When multiple solutions exist for a given problem, lmv
may yield
different estimates of the regression coefficients on different computers,
however, the largest residual in absolute value should have the same
absolute value (within rounding differences). The informational error
indicating nonunique solutions may result from rounding accumulation.
Conversely, because of rounding, the error may fail to result even when the
problem does have multiple solutions.
Examples¶
Example 1¶
A straight line fit to a data set is computed under the LAV criterion.
from __future__ import print_function
from numpy import *
from pyimsl.stat.lnormRegression import lnormRegression
xx = [1.0, 4.0, 2.0, 2.0, 3.0, 3.0, 4.0, 5.0]
yy = [1.0, 5.0, 0.0, 2.0, 1.5, 2.5, 2.0, 3.0]
sea = []
rank = []
iter = []
nrmiss = []
coefficients = lnormRegression(xx, yy,
sea=sea,
rank=rank,
iterations=iter,
nRowsMissing=nrmiss)
print("B = %6.2f\t%6.2f" % (coefficients[0], coefficients[1]))
print("Rank of Regressors Matrix = %3d" % (rank[0]))

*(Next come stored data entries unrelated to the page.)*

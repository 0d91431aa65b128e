use bpmn_latex::{Converter, Diagram, ProcessMetadata, ProcessTable};

extern crate pretty_env_logger;

// cargo run --example convert -- demos/approval.bpmn [metadata.json]
fn main() -> Result<(), Box<dyn std::error::Error>> {
    pretty_env_logger::init();

    let mut args = std::env::args().skip(1);
    let path = args.next().unwrap_or_else(|| "demos/approval.bpmn".into());
    let metadata: Option<ProcessMetadata> = match args.next() {
        Some(json) => Some(serde_json::from_str(&std::fs::read_to_string(json)?)?),
        None => None,
    };

    // Show what was found before rendering
    let diagram = Diagram::new(&path)?;
    let table = ProcessTable::build(&diagram);
    eprintln!("Process: {}", table.process_name());
    for row in table.rows() {
        eprintln!("  {} {} ({})", row.step_seq, row.task, row.role);
    }

    let file_name = std::path::Path::new(&path)
        .file_name()
        .map(|name| name.to_string_lossy().into_owned())
        .unwrap_or_default();
    let mut converter = Converter::new();
    if let Some(metadata) = metadata {
        converter = converter.metadata(metadata);
    }
    let conversion = converter.convert(&std::fs::read_to_string(&path)?, &file_name);
    for warning in &conversion.warnings {
        eprintln!("Warning: {warning}");
    }
    println!("{}", conversion.document);
    Ok(())
}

print("Sum Absolute Value of Error = %8.4f" % (sea[0]))
print("Number of Iterations = %3d" % (iter[0]))
print("Number of Rows Missing = %3d" % (nrmiss[0]))
Output¶
B = 0.50 0.50
Rank of Regressors Matrix = 2
Sum Absolute Value of Error = 6.0000
Number of Iterations = 2
Number of Rows Missing = 0
Figure 2.2 — Least Squares and Least Absolute Value Fitted Lines
Example 2¶
Different straight line fits to a data set are computed under the criterion of minimizing the \(L_p\) norm by using p equal to 1, 1.5, 2.0 and 2.5.
from __future__ import print_function
from numpy import *
from pyimsl.stat.machine import machine
from pyimsl.stat.lnormRegression import lnormRegression
from pyimsl.stat.writeMatrix import writeMatrix
xx = [1.0, 4.0, 2.0, 2.0, 3.0, 3.0, 4.0, 5.0]
yy = [1.0, 5.0, 0.0, 2.0, 1.5, 2.5, 2.0, 3.0]
n_row = 2
n_col = 2
tolerance = 100 * machine(4)
convergence_eps = 0.001
p = 1.0
for i in range(0, 4):
eps = []
rank = []
iter = []
nrmiss = []
r_matrix = []
df_error = []
residuals = []
square_of_scale = []
lp_norm_residual = []
coefficients = lnormRegression(xx, yy,
methodLlp=p,
eps=convergence_eps,
rank=rank,
iterations=iter,
nRowsMissing=nrmiss,
r=r_matrix,
degreesOfFreedom=df_error,
residuals=residuals,
scale=square_of_scale,
residualsLpNorm=lp_norm_residual)
print("Coefficients = %6.2f\t%6.2f" % (coefficients[0], coefficients[1]))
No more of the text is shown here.